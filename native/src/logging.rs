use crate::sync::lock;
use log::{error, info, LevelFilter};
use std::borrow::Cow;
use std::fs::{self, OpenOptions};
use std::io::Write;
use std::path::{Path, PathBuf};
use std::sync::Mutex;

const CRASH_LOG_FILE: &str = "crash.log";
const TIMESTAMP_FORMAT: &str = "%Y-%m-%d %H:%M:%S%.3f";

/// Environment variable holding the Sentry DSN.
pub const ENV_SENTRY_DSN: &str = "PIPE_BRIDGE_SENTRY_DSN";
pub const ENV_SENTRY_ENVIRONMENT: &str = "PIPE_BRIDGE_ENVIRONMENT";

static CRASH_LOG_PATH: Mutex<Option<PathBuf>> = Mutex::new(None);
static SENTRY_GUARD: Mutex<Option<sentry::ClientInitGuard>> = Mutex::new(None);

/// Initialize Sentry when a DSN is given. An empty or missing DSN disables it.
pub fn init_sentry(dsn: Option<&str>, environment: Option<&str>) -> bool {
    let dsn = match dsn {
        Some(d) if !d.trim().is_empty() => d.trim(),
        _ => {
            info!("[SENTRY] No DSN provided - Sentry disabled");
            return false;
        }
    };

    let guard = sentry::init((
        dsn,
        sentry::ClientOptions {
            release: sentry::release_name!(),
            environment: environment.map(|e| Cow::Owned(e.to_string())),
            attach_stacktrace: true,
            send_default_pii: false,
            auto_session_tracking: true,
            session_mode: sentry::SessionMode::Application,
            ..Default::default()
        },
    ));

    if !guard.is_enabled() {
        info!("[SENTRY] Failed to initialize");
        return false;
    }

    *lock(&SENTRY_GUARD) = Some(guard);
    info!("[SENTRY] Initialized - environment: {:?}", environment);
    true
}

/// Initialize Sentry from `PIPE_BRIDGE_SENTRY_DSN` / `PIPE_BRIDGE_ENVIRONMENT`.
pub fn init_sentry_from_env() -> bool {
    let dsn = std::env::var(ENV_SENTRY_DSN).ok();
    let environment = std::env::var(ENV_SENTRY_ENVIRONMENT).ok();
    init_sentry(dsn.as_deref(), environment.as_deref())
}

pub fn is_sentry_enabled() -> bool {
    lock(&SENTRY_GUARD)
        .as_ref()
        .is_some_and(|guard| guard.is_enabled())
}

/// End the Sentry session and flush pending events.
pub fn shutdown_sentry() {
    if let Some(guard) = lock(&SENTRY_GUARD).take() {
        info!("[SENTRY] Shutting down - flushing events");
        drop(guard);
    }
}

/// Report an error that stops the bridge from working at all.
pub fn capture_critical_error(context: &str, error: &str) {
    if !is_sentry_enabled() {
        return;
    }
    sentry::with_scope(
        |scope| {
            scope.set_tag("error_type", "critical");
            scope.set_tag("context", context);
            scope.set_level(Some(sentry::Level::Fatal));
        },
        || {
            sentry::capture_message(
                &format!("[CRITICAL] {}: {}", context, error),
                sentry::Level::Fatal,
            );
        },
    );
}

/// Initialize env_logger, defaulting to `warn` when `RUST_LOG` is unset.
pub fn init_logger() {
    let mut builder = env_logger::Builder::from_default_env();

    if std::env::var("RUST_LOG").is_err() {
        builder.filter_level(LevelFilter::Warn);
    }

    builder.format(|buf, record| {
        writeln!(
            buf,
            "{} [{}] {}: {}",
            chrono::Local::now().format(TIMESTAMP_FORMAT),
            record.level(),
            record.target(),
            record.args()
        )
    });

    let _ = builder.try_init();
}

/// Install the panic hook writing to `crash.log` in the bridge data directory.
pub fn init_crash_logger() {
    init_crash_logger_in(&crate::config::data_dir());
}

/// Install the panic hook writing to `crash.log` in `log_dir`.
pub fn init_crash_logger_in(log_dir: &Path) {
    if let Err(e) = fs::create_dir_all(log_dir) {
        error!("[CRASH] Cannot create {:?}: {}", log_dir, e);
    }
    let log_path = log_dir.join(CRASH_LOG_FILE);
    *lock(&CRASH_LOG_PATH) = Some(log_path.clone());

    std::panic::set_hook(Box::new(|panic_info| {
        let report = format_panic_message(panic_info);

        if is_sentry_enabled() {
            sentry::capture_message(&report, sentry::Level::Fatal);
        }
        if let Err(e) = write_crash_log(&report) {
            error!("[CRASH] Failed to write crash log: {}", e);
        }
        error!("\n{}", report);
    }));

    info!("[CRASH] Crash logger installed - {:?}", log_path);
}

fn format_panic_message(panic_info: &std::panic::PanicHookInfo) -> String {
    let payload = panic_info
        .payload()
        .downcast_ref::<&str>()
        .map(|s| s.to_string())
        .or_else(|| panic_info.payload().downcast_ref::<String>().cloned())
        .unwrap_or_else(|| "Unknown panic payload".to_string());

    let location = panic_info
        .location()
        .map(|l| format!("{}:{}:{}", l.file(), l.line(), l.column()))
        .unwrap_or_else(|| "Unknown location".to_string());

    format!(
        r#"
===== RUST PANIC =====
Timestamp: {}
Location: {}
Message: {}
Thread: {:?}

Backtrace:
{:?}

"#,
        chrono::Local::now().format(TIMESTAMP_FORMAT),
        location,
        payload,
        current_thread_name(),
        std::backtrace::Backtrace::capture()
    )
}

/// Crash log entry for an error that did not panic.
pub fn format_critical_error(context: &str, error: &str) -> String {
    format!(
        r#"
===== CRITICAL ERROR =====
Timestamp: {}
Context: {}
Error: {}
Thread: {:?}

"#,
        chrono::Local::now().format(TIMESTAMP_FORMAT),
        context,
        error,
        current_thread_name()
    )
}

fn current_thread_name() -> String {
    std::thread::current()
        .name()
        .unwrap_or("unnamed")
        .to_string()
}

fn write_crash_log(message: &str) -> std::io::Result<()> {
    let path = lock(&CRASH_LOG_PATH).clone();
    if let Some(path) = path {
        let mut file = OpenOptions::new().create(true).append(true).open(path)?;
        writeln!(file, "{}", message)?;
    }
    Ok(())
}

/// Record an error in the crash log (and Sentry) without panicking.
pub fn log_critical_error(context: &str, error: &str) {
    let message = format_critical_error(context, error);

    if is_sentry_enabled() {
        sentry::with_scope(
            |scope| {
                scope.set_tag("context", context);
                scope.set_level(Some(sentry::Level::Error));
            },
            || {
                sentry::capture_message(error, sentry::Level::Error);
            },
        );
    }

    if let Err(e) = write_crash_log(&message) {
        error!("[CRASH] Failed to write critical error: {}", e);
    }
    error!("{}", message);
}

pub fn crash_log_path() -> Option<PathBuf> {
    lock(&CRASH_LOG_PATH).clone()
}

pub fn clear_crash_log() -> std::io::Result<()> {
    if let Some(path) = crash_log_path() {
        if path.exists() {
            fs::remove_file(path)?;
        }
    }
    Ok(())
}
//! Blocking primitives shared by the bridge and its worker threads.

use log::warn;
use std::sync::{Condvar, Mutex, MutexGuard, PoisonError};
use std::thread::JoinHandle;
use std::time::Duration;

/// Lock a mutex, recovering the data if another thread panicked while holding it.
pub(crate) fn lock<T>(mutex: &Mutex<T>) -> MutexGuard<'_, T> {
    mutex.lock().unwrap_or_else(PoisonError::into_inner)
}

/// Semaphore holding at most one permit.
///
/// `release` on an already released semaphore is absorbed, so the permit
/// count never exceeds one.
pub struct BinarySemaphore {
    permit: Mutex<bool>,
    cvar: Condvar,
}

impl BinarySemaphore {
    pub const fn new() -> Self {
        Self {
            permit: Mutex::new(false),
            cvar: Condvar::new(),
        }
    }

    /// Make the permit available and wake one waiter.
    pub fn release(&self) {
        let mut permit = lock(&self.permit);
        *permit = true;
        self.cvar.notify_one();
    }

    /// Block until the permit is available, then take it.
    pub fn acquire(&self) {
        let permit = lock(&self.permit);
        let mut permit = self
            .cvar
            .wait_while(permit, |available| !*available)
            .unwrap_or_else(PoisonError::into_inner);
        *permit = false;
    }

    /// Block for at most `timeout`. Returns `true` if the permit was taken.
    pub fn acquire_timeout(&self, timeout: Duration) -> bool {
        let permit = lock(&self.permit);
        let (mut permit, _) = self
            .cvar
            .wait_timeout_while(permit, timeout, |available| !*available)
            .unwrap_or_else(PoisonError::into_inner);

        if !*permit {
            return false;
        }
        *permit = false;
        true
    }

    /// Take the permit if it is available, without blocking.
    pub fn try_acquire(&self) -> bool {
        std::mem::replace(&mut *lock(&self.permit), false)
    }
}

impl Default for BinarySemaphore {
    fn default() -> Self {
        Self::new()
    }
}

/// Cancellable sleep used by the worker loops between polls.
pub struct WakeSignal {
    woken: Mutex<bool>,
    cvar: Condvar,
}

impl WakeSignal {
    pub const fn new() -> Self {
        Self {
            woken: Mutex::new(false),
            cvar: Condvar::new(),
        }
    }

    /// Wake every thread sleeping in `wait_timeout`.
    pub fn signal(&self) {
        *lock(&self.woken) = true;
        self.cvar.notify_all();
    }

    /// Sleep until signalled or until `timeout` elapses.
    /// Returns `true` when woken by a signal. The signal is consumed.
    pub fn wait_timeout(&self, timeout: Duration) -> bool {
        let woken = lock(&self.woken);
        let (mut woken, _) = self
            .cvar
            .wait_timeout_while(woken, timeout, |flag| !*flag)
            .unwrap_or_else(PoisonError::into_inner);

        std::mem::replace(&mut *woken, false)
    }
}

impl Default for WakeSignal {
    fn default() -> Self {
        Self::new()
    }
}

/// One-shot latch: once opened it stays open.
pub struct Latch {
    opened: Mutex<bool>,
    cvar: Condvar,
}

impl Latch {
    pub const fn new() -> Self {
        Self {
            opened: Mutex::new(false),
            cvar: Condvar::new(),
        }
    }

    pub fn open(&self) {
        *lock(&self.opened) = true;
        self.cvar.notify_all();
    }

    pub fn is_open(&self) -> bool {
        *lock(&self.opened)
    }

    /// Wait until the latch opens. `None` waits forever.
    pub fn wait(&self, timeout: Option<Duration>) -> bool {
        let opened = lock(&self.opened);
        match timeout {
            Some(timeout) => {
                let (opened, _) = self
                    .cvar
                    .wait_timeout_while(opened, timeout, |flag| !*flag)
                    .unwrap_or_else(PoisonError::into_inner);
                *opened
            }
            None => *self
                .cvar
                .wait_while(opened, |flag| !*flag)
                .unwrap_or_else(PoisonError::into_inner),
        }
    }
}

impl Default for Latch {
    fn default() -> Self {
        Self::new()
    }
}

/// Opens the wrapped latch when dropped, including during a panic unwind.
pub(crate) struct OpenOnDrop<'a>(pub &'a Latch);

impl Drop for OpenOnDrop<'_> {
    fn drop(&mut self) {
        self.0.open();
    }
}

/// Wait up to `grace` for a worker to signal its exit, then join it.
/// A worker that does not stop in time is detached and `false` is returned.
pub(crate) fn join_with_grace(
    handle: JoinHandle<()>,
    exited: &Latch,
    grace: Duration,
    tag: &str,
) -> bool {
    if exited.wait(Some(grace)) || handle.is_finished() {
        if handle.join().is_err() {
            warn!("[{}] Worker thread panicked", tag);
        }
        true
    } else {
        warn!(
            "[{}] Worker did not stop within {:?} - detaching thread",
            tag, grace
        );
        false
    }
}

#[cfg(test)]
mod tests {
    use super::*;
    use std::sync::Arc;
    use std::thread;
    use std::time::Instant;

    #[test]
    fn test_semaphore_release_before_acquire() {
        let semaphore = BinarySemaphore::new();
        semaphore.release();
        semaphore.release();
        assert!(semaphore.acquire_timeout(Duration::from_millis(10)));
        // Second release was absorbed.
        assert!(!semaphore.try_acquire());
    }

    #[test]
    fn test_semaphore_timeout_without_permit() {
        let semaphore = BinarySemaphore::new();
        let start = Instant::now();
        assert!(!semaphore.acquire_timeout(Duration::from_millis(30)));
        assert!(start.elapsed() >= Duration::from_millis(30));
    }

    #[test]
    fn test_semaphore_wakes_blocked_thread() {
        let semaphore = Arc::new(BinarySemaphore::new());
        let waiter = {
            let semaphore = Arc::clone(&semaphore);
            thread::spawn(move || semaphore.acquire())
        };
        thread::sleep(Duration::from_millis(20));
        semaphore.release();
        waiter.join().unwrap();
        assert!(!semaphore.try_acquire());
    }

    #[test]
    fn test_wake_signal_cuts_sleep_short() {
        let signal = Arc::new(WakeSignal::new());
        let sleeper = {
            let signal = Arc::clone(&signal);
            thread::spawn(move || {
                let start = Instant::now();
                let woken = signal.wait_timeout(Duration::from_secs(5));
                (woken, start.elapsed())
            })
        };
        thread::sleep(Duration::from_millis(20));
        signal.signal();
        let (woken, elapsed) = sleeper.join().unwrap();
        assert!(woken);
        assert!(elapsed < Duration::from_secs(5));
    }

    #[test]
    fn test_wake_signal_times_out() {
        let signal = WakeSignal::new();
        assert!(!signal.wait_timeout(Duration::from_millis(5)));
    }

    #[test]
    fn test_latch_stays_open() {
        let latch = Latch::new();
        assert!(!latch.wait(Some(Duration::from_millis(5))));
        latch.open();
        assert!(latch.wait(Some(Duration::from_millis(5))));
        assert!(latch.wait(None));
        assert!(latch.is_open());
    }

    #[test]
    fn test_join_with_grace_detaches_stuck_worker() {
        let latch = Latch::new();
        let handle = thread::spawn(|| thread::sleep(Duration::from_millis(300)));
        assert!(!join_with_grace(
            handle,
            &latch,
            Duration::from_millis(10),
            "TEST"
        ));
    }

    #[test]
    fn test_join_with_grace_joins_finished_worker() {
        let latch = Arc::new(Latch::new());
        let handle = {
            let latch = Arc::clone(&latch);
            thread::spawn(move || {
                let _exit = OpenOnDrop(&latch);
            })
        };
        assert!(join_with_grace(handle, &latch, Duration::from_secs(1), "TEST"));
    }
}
· · · · · · ·
# Exercise brief
Your answer should be each line from the preceding material in which the word "start" occurs.

# Answer space
        let start = Instant::now();
        assert!(start.elapsed() >= Duration::from_millis(30));
                let start = Instant::now();
                (woken, start.elapsed())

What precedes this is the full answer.